Оставалась игральная. Картежники всегда погружены в свои расчеты – а перед этим еще и спиртным нагрузились порядком – они не заметят, когда он среди них появился и создадут ему убедительное алиби на случай… на случай, если Дэйзи станет пытаться его поймать.
Удовлетворившись этим решением, он шагал по коридору. Как он еще раньше обнаружил, все незамужние женщины помещались в западном крыле. Но единственная комната, куда он желал бы войти, была спальня Мэри. Он так сильно этого жаждал, что намеренно обходил ее подальше – отчасти опасаясь засады, но главным образом потому, что она совершенно сводила его с ума. Она лишала его последнего самообладания и при этом вела себя так, как будто ничего не замечала. Хуже того – как будто ей это было безразлично.
Он подошел к ее двери и приложил к ней ладонь.
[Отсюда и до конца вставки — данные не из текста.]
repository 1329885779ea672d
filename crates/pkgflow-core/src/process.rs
use std::fmt;
use std::process::Stdio;

use tokio::io::{AsyncBufReadExt, AsyncRead, BufReader};
use tokio::sync::mpsc::{self, UnboundedReceiver, UnboundedSender};

/// Exit code reported when a job ended without a real process exit status
/// (resolution failure, spawn failure, killed by a signal).
pub const NO_EXIT_CODE: i32 = -1;

/// Return the platform-appropriate shell executable and flag for running commands.
///
/// On Windows, returns `("cmd", "/C")` to invoke `cmd.exe /C <command>`.
/// On Unix-like systems, returns `("sh", "-c")` to invoke `sh -c <command>`.
pub fn shell_command() -> (&'static str, &'static str) {
    if cfg!(target_os = "windows") {
        ("cmd", "/C")
    } else {
        ("sh", "-c")
    }
}

/// A concrete external command: program plus arguments.
#[derive(Debug, Clone, PartialEq, Eq)]
pub struct Invocation {
    pub program: String,
    pub args: Vec<String>,
}

impl Invocation {
    pub fn new<P, I, S>(program: P, args: I) -> Self
    where
        P: Into<String>,
        I: IntoIterator<Item = S>,
        S: Into<String>,
    {
        Self {
            program: program.into(),
            args: args.into_iter().map(Into::into).collect(),
        }
    }

    /// Run `script` through the platform shell.
    pub fn shell(script: impl Into<String>) -> Self {
        let (shell, flag) = shell_command();
        Self::new(shell, [flag.to_string(), script.into()])
    }
}

impl fmt::Display for Invocation {
    fn fmt(&self, f: &mut fmt::Formatter<'_>) -> fmt::Result {
        let words = std::iter::once(self.program.as_str()).chain(self.args.iter().map(String::as_str));
        write!(f, "{}", shell_words::join(words))
    }
}

/// Output and termination of a spawned process.
///
/// A handle yields zero or more `Output` events followed by exactly one
/// `Exited` or `Failed`.
#[derive(Debug, Clone, PartialEq, Eq)]
pub enum ProcessEvent {
    Output { line: String, is_stderr: bool },
    /// The process exited; `None` when it was terminated by a signal.
    Exited(Option<i32>),
    /// Waiting on the process failed after it was spawned.
    Failed(String),
}

/// Live handle to a spawned process.
pub type ProcessHandle = UnboundedReceiver<ProcessEvent>;

/// Process spawning facility used by jobs.
pub trait Spawner: Send + Sync {
    /// Start `invocation` and return a handle streaming its output.
    ///
    /// Must be called from within a Tokio runtime. An `Err` means the
    /// process could not be started at all.
    fn spawn(&self, invocation: &Invocation) -> std::io::Result<ProcessHandle>;
}

/// Spawns real OS processes with `tokio::process`.
#[derive(Debug, Default, Clone, Copy)]
pub struct TokioSpawner;

impl Spawner for TokioSpawner {
    fn spawn(&self, invocation: &Invocation) -> std::io::Result<ProcessHandle> {
        let mut child = tokio::process::Command::new(&invocation.program)
            .args(&invocation.args)
            .stdin(Stdio::null())
            .stdout(Stdio::piped())
            .stderr(Stdio::piped())
            .spawn()?;

        // safety: we set Stdio::piped() above so these are always Some
        let stdout = child.stdout.take().expect("stdout piped");
        let stderr = child.stderr.take().expect("stderr piped");

        let (tx, rx) = mpsc::unbounded_channel();

        let stdout_task = tokio::spawn(stream_lines(stdout, false, tx.clone()));
        let stderr_task = tokio::spawn(stream_lines(stderr, true, tx.clone()));

        tokio::spawn(async move {
            let status = child.wait().await;

            // Ensure streaming tasks finish before the exit is reported.
            let _ = stdout_task.await;
            let _ = stderr_task.await;

            let event = match status {
                Ok(s) => ProcessEvent::Exited(s.code()),
                Err(e) => ProcessEvent::Failed(e.to_string()),
            };
            let _ = tx.send(event);
        });

        Ok(rx)
    }
}

/// Forward lines from a child pipe until EOF or until the receiver is gone.
///
/// Lines are split on raw bytes and decoded lossily, so output that is not
/// valid UTF-8 never cuts the stream short.
async fn stream_lines<R>(reader: R, is_stderr: bool, tx: UnboundedSender<ProcessEvent>)
where
    R: AsyncRead + Unpin,
{
    let mut reader = BufReader::new(reader);
    let mut buf = Vec::new();
    loop {
        buf.clear();
        match reader.read_until(b'\n', &mut buf).await {
            Ok(0) => break,
            Ok(_) => {
                let line = decode_line(&buf);
                if tx.send(ProcessEvent::Output { line, is_stderr }).is_err() {
                    break;
                }
            }
            Err(e) => {
                tracing::debug!(error = %e, is_stderr, "reading child output failed");
                break;
            }
        }
    }
}

/// Decode one raw line, dropping the `\n` or `\r\n` terminator.
fn decode_line(raw: &[u8]) -> String {
    let raw = raw.strip_suffix(b"\n").unwrap_or(raw);
    let raw = raw.strip_suffix(b"\r").unwrap_or(raw);
    String::from_utf8_lossy(raw).into_owned()
}

/// Reports what would run without executing anything. Every invocation
/// "succeeds" with exit code 0.
#[derive(Debug, Default, Clone, Copy)]
pub struct DryRunSpawner;

impl Spawner for DryRunSpawner {
    fn spawn(&self, invocation: &Invocation) -> std::io::Result<ProcessHandle> {
        let (tx, rx) = mpsc::unbounded_channel();
        let _ = tx.send(ProcessEvent::Output {
            line: format!("would run: {}", invocation),
            is_stderr: false,
        });
        let _ = tx.send(ProcessEvent::Exited(Some(0)));
        Ok(rx)
    }
}
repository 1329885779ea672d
use thiserror::Error;

/// Errors raised while looking up release metadata for a download.
#[derive(Debug, Error)]
pub enum ResolveError {
    #[error("invalid repository '{0}', expected owner/name")]
    InvalidRepo(String),

    #[error("release lookup failed: {0}")]
    Http(#[from] reqwest::Error),

    #[error("release lookup for {repo} returned status {status}")]
    Status { repo: String, status: u16 },

    #[error("no asset in the latest {repo} release matches '{pattern}'")]
    NoMatchingAsset { repo: String, pattern: String },
}

/// Errors a job can hit before its process is spawned.
///
/// None of these escape the job: they are reported as an ordinary failed
/// completion carrying [`crate::process::NO_EXIT_CODE`].
#[derive(Debug, Error)]
pub enum JobError {
    #[error("package '{package}' has no {field} metadata")]
    MissingMetadata {
        package: String,
        field: &'static str,
    },

    #[error(transparent)]
    Resolve(#[from] ResolveError),

    #[error("cannot build command: {0}")]
    InvalidInvocation(String),
}
pub mod list;
pub mod queue;
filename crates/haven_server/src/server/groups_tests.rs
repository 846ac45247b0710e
#![forbid(unsafe_code)]

use std::time::Duration;

use haven_domain::{ChatError, Group, GroupId, UserId};

use crate::server::groups::GroupRegistry;
use crate::util::time::unix_ms_now;

fn gid(id: &str) -> GroupId {
	GroupId::new(id.to_string()).expect("valid GroupId")
}

fn uid(id: &str) -> UserId {
	UserId::new(id.to_string()).expect("valid UserId")
}

fn registry() -> GroupRegistry {
	GroupRegistry::new_in_memory(Duration::from_secs(1))
}

fn group(id: &str, creator: &str) -> Group {
	Group {
		id: gid(id),
		name: format!("Group {id}"),
		slug: None,
		tags: Vec::new(),
		created_by: uid(creator),
		created_at: unix_ms_now(),
	}
}

#[tokio::test]
async fn unknown_groups_are_not_found() {
	let registry = registry();

	match registry.ensure_group_exists(&gid("missing")).await {
		Err(ChatError::NotFound(reason)) => assert!(reason.contains("missing"), "got: {reason}"),
		other => panic!("expected NotFound, got: {other:?}"),
	}

	match registry.is_member(&gid("missing"), &uid("u1")).await {
		Err(ChatError::NotFound(_)) => {}
		other => panic!("expected NotFound from is_member, got: {other:?}"),
	}
}

#[tokio::test]
async fn create_group_then_fetch_roundtrips_metadata() {
	let registry = registry();

	let mut wanted = group("g1", "u1");
	wanted.slug = Some("night-owls".to_string());
	wanted.tags = vec!["anxiety".to_string(), "students".to_string()];
	registry.create_group(wanted.clone()).await.expect("create");

	let got = registry.ensure_group_exists(&gid("g1")).await.expect("fetch");
	assert_eq!(got, wanted);
}

#[tokio::test]
async fn duplicate_group_ids_conflict() {
	let registry = registry();

	registry.create_group(group("g1", "u1")).await.expect("create");
	match registry.create_group(group("g1", "u2")).await {
		Err(ChatError::Conflict(reason)) => assert!(reason.contains("g1"), "got: {reason}"),
		other => panic!("expected Conflict, got: {other:?}"),
	}
}

#[tokio::test]
async fn creators_are_implicit_members() {
	let registry = registry();
	registry.create_group(group("g1", "u1")).await.expect("create");

	assert!(registry.is_member(&gid("g1"), &uid("u1")).await.expect("is_member"));
	registry.require_member(&gid("g1"), &uid("u1")).await.expect("creator passes");
}

#[tokio::test]
async fn non_members_are_forbidden() {
	let registry = registry();
	registry.create_group(group("g1", "u1")).await.expect("create");

	assert!(!registry.is_member(&gid("g1"), &uid("u2")).await.expect("is_member"));
	match registry.require_member(&gid("g1"), &uid("u2")).await {
		Err(ChatError::Forbidden(reason)) => assert!(reason.contains("g1"), "got: {reason}"),
		other => panic!("expected Forbidden, got: {other:?}"),
	}
}

#[tokio::test]
async fn added_members_pass_the_check() {
	let registry = registry();
	registry.create_group(group("g1", "u1")).await.expect("create");

	registry.add_member(&gid("g1"), &uid("u2")).await.expect("add member");
	registry.require_member(&gid("g1"), &uid("u2")).await.expect("member passes");

	// Re-adding is a no-op, not an error.
	registry.add_member(&gid("g1"), &uid("u2")).await.expect("idempotent add");
	assert!(registry.is_member(&gid("g1"), &uid("u2")).await.expect("is_member"));
}

#[tokio::test]
async fn membership_does_not_leak_across_groups() {
	let registry = registry();
	registry.create_group(group("g1", "u1")).await.expect("create g1");
	registry.create_group(group("g2", "u9")).await.expect("create g2");

	registry.add_member(&gid("g1"), &uid("u2")).await.expect("add to g1");

	assert!(!registry.is_member(&gid("g2"), &uid("u2")).await.expect("is_member"));
	assert!(!registry.is_member(&gid("g2"), &uid("u1")).await.expect("creator of g1 only"));
}

#[tokio::test]
async fn adding_members_to_unknown_groups_fails() {
	let registry = registry();

	match registry.add_member(&gid("missing"), &uid("u2")).await {
		Err(ChatError::NotFound(_)) => {}
		other => panic!("expected NotFound, got: {other:?}"),
	}
}
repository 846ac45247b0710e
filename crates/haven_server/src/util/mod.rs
#![forbid(unsafe_code)]

pub mod time;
По каким-то только для него явным вибрациям дверной поверхности он ощутил присутствие Мэри внутри. Он как будто видел, как она вздрагивала, входя в полный людей зал. Он вновь замечал, как она бросала через плечо тревожные взгляды, словно опасаясь удара ножом в спину. Он чувствовал, как по мере того, как шло время, в ней все росла и росла тревога. Так он стоял возле двери, погрузившись в подобие транса, и перебирал в мыслях все, что она делала, говорила, как двигалась и наклоняла голову. Словом, он грезил наяву.
Она не знала, что он не выносил, когда она кокетничала с другими, и что его успокаивало только то, как ей это плохо удавалось. И все же никто не оставался равнодушным к ее чарам. Даже мистер Эверетт Бриндли, этот купец, пленился ею. А ведь Себастьян мог бы поклясться, зная его по своим прежним с ним деловым сношениям, что Бриндли всегда холоден как рыба и интересуется только политикой и деньгами.
То, что он привез сюда Мэри, должно было бы упростить ему задачу. Он рассчитывал, что, пользуясь ею для отвлечения внимания, он получит время, необходимое ему, чтобы найти дневник крестной. Заполучив его в свои руки, он спасал страну – а заодно и свои капиталы – от революции.
А вместо этого ее присутствие только осложнило ему жизнь. Теперь эта дурацкая встреча с Дэйзи вынудила его принять решение, к которому у него не лежала душа. Ему придется позволить Мэри вскрыть сейф.
Ну, а почему бы и нет, в конце концов? С каждым днем он доверял ей все больше. С каждым днем она ему все больше нравилась. Каждый день он изумлялся ее уму, ее красоте… ее очарованию.
И это очарование не могло бы действовать на него, если бы он не доверял ей.
Сердце у него забилось так, что дыхание стало коротким и частым. От этой неожиданно осенившей его мысли у него закружилась голова. Но тут действительность нанесла ему отрезвляющий удар. Ему стало смешно глядеть на себя. До чего он дошел – до бессмысленных фантазий! Он – один из королей торгового флота Англии. Он заработал себе состояние собственным умом и силой характера. Он знал лучше, чем кто-либо другой, что доверие и влечение не имели между собой ничего общего. Это его плоть находила ее соблазнительной. Но доверял он ей умом и сердцем.
Себастьян нежно погладил крашеное дерево двери, словно это была ее кожа.
Когда они выберутся наконец из этого проклятого дома, из этого гнойника, заражающего все вокруг жадностью и вероломством, быть может, они встретятся снова и при других обстоятельствах, быть может…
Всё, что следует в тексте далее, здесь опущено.